As part of an audit in accordance with SAs, we exercise
professional judgement and maintain professional
skepticism throughout the audit. We also:

» Identify and assess the risks of material misstatement
of the standalone financial statements, whether due
to fraud or error, design and perform audit procedures
responsive to those risks, and obtain audit evidence
that is sufficient and appropriate to provide a basis
for our opinion. The risk of not detecting a material
misstatement resulting from fraud is higher than for
one resulting from error, as fraud may involve collusion,
forgery, intentional omissions, misrepresentations, or
the override of internal control.

» Obtain an understanding of internal control relevant to
the audit in order to design audit procedures that are
appropriate in the circumstances. Under Section 143(3)

(i) of the Act, we are also responsible for expressing
our opinion on whether the Company has adequate
internal financial controls system with reference to

standalone financial statements in place and the
operating effectiveness of such controls.

» Evaluate the appropriateness of accounting policies
used and the reasonableness of accounting estimates
and related disclosures made by management.

» Conclude on the appropriateness of management's
use of the going concern basis of accounting and,
based on the audit evidence obtained, whether
a material uncertainty exists related to events or
conditions that may cast significant doubt on the
ability of the Company to continue as a going concern.
If we conclude that a material uncertainty exists, we
are required to draw attention in our auditor's report
to the related disclosures in the standalone financial
statements or, if such disclosures are inadequate, to
modify our opinion. Our conclusions are based on the
audit evidence obtained up to the date of our auditor's
report. However, future events or conditions may cause
the Company to cease to continue as a going concern.
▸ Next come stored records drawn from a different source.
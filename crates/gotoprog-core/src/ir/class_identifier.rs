//! Access to an object's runtime class identifier.
//!
//! Objects embed their base-class sub-object as the first component, and the
//! root class begins with the class identifier member. Reading the
//! identifier therefore means dereferencing the receiver and following first
//! components until the identifier member is reached.

use super::expr::Expression;
use super::types::Type;
use crate::interner::StringId;
use crate::symbol_table::SymbolTable;

pub const CLASS_IDENTIFIER_FIELD: &str = "@class_identifier";

/// Expression reading the class identifier of the object `this_expr` points to.
///
/// A receiver that does not point to a struct (e.g. `void *`) is first cast
/// to a pointer to `suggested_class`.
///
/// # Panics
///
/// Panics if `this_expr` is not of pointer type.
pub fn class_identifier_field(
    this_expr: &Expression,
    suggested_class: StringId,
    field: StringId,
    symbol_table: &SymbolTable,
) -> Expression {
    let this_type = this_expr.ty();
    let points_to = this_type
        .subtype()
        .unwrap_or_else(|| panic!("receiver of a virtual call is not a pointer: {:?}", this_type));

    let pointer = if symbol_table.follow(points_to).as_struct().is_some() {
        this_expr.clone()
    } else {
        this_expr
            .clone()
            .typecast(Type::pointer(Type::symbol(suggested_class)))
    };

    build_class_identifier(Expression::dereference(pointer), field, symbol_table)
}

fn build_class_identifier(
    src: Expression,
    field: StringId,
    symbol_table: &SymbolTable,
) -> Expression {
    let mut expr = src;
    // Each step descends one base-class level; the chain is bounded by the
    // number of declared types.
    for _ in 0..=symbol_table.len() {
        let ty = expr.ty();
        let first = symbol_table
            .follow(&ty)
            .as_struct()
            .and_then(|st| st.components.first());

        match first {
            Some(component) if component.name == field => {
                return Expression::member(expr, field, component.ty.clone());
            }
            Some(component) => {
                expr = Expression::member(expr, component.name, component.ty.clone());
            }
            None => break,
        }
    }
    // Layout unknown: read the field off whatever we reached.
    Expression::member(expr, field, Type::String)
}
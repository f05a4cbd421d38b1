//! Error types for model construction, configuration and pass execution.
//!
//! Unresolvable virtual calls are not errors (they degrade to `SKIP`), and
//! malformed instructions are contract breaches that panic. What remains
//! here are the failures a caller can act on.

use std::path::PathBuf;
use thiserror::Error;

/// Errors raised by checked mutations of the symbol and function tables.
#[derive(Error, Debug)]
pub enum ModelError {
    #[error("symbol `{0}` is already defined")]
    DuplicateSymbol(String),

    #[error("function `{0}` already has a body")]
    DuplicateFunction(String),

    #[error("function `{0}` is not in the function table")]
    UnknownFunction(String),
}

/// Errors raised while loading or validating a [`PassConfig`](crate::config::PassConfig).
#[derive(Error, Debug)]
pub enum ConfigError {
    #[error("failed to read config file {path}: {source}")]
    Io {
        path: PathBuf,
        #[source]
        source: std::io::Error,
    },

    #[error("invalid YAML config: {0}")]
    Yaml(#[from] serde_yaml::Error),

    #[error("invalid JSON config: {0}")]
    Json(#[from] serde_json::Error),

    #[error("unsupported config format `{0}` (expected .yaml, .yml or .json)")]
    UnsupportedFormat(String),

    #[error("invalid config: {0}")]
    Invalid(String),
}

/// Errors returned by [`GotoPass::run`](crate::optimizer::GotoPass::run) and
/// [`Optimizer::optimize`](crate::optimizer::Optimizer::optimize).
#[derive(Error, Debug)]
pub enum PassError {
    #[error("entry point `{0}` is not defined in the function table")]
    MissingEntryPoint(String),

    #[error(transparent)]
    Config(#[from] ConfigError),
}
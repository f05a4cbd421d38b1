use crate::interner::StringId;

/// Where an instruction came from, plus the property metadata attached to
/// assertions.
#[derive(Debug, Clone, Default, PartialEq, Eq, Hash)]
pub struct SourceLocation {
    pub file: Option<StringId>,
    pub line: Option<u32>,
    pub function: Option<StringId>,
    pub property_class: Option<StringId>,
    pub comment: Option<String>,
}

impl SourceLocation {
    pub fn new(file: StringId, line: u32) -> Self {
        Self {
            file: Some(file),
            line: Some(line),
            ..Self::default()
        }
    }
}
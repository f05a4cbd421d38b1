//! Whole-model passes and the pipeline that runs them.

use crate::config::PassConfig;
use crate::errors::PassError;
use crate::ir::model::GotoModel;
use anyhow::Context;
use bitflags::bitflags;
use std::path::Path;
use tracing::{debug, debug_span};

pub mod analysis;
pub mod devirtualization;
pub mod passes;
pub mod whole_program_analysis;

pub use devirtualization::{
    remove_virtual_functions, remove_virtual_functions_in, DevirtualizationPass,
    VirtualCallRemover,
};
pub use passes::{
    prune, remove_unused_functions, UnusedFunctionEliminationPass, UnusedFunctionStats,
};
pub use whole_program_analysis::WholeProgramAnalysis;

bitflags! {
    /// What a model contains, used to skip passes with nothing to do.
    #[derive(Debug, Clone, Copy, PartialEq, Eq, Hash)]
    pub struct ModelFeatures: u8 {
        const HAS_FUNCTION_CALLS = 1 << 0;
        const HAS_VIRTUAL_CALLS = 1 << 1;
        const HAS_CLASSES = 1 << 2;
    }
}

impl ModelFeatures {
    pub fn detect(model: &GotoModel) -> Self {
        let mut features = ModelFeatures::empty();

        let symbol_table = &model.symbol_table;
        if symbol_table
            .iter()
            .any(|symbol| symbol_table.is_aggregate_type(symbol.name))
        {
            features |= ModelFeatures::HAS_CLASSES;
        }

        let calls = model
            .goto_functions
            .iter()
            .flat_map(|(_, function)| function.body.iter())
            .filter_map(|instruction| instruction.function_call());
        for call in calls {
            features |= ModelFeatures::HAS_FUNCTION_CALLS;
            if call.is_virtual() {
                features |= ModelFeatures::HAS_VIRTUAL_CALLS;
                break;
            }
        }

        features
    }
}

/// A transformation over a whole model.
pub trait GotoPass {
    fn name(&self) -> &'static str;

    /// Features the model must have for the pass to do anything.
    fn required_features(&self) -> ModelFeatures {
        ModelFeatures::empty()
    }

    /// Run the pass; returns whether the model changed.
    fn run(&mut self, model: &mut GotoModel) -> Result<bool, PassError>;

    fn as_any_mut(&mut self) -> &mut dyn std::any::Any;
}

/// Runs devirtualization and then unused function elimination, as enabled
/// by the configuration.
pub struct Optimizer {
    config: PassConfig,
    passes: Vec<Box<dyn GotoPass>>,
}

impl Optimizer {
    pub fn new(config: PassConfig) -> Self {
        let mut passes: Vec<Box<dyn GotoPass>> = Vec::new();
        if config.devirtualize {
            passes.push(Box::new(DevirtualizationPass::new(&config)));
        }
        if config.remove_unused_functions {
            passes.push(Box::new(UnusedFunctionEliminationPass::new(&config)));
        }
        Self { config, passes }
    }

    pub fn from_config_file(path: &Path) -> anyhow::Result<Self> {
        let config = PassConfig::load(path)
            .with_context(|| format!("failed to load optimizer config {}", path.display()))?;
        Ok(Self::new(config))
    }

    pub fn config(&self) -> &PassConfig {
        &self.config
    }

    pub fn pass_names(&self) -> Vec<&'static str> {
        self.passes.iter().map(|pass| pass.name()).collect()
    }

    /// Run every configured pass over `model`; returns whether any changed it.
    pub fn optimize(&mut self, model: &mut GotoModel) -> Result<bool, PassError> {
        self.config.validate()?;
        let analysis = WholeProgramAnalysis::build(&model.symbol_table, &self.config);
        let mut changed = false;

        for pass in &mut self.passes {
            if let Some(devirtualization) =
                pass.as_any_mut().downcast_mut::<DevirtualizationPass>()
            {
                devirtualization.set_class_hierarchy(analysis.class_hierarchy.clone());
            }

            let name = pass.name();
            let features = ModelFeatures::detect(model);
            if !features.contains(pass.required_features()) {
                debug!(pass = name, ?features, "skipping pass");
                continue;
            }

            let _span = debug_span!("pass", name).entered();
            let pass_changed = pass.run(model)?;
            debug!(changed = pass_changed, "pass finished");
            changed |= pass_changed;
        }

        Ok(changed)
    }
}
» Evaluate the overall presentation, structure and content
of the standalone financial statements, including the
disclosures, and whether the standalone financial
statements represent the underlying transactions and
events in a manner that achieves fair presentation.

We communicate with those charged with governance
regarding, among other matters, the planned scope and
timing of the audit and significant audit findings, including
any significant deficiencies in internal control that we
identify during our audit.

We also provide those charged with governance with
a statement that we have complied with relevant
ethical requirements regarding independence, and to
communicate with them all relationships and other
matters that may reasonably be thought to bear on our
independence, and where applicable, related safeguards.

From the matters communicated with those charged with
governance, we determine those matters that were of
most significance in the audit of the standalone financial
statements for the financial year ended 31st March 2025
and are therefore the key audit matters. We describe these
matters in our auditor's report unless law or regulation
precludes public disclosure about the matter or when, in
extremely rare circumstances, we determine that a matter
should not be communicated in our report because the
adverse consequences of doing so would reasonably
be expected to outweigh the public interest benefits of
such communication.

Materiality is the magnitude of misstatements in the
standalone financial statements that, individually or
in aggregate, makes it probable that the economic
decisions of a reasonably knowledgeable user of the
standalone financial statements may be influenced.
We consider quantitative materiality and qualitative
factors in (i) planning the scope of our audit work and in
evaluating the results of our work; and (ii) to evaluate the
effect of any identified misstatements in the standalone
financial statements.

Report on Other Legal and Regulatory
Requirements

1. As required by the Companies (Auditor's Report)
Order, 2020 ("the Order"), issued by the Central
Government of India in terms of sub-section (11) of
Section 143 of the Act, we give in the "Annexure A" a
statement on the matters specified in paragraphs 3
and 4 of the Order, to the extent applicable.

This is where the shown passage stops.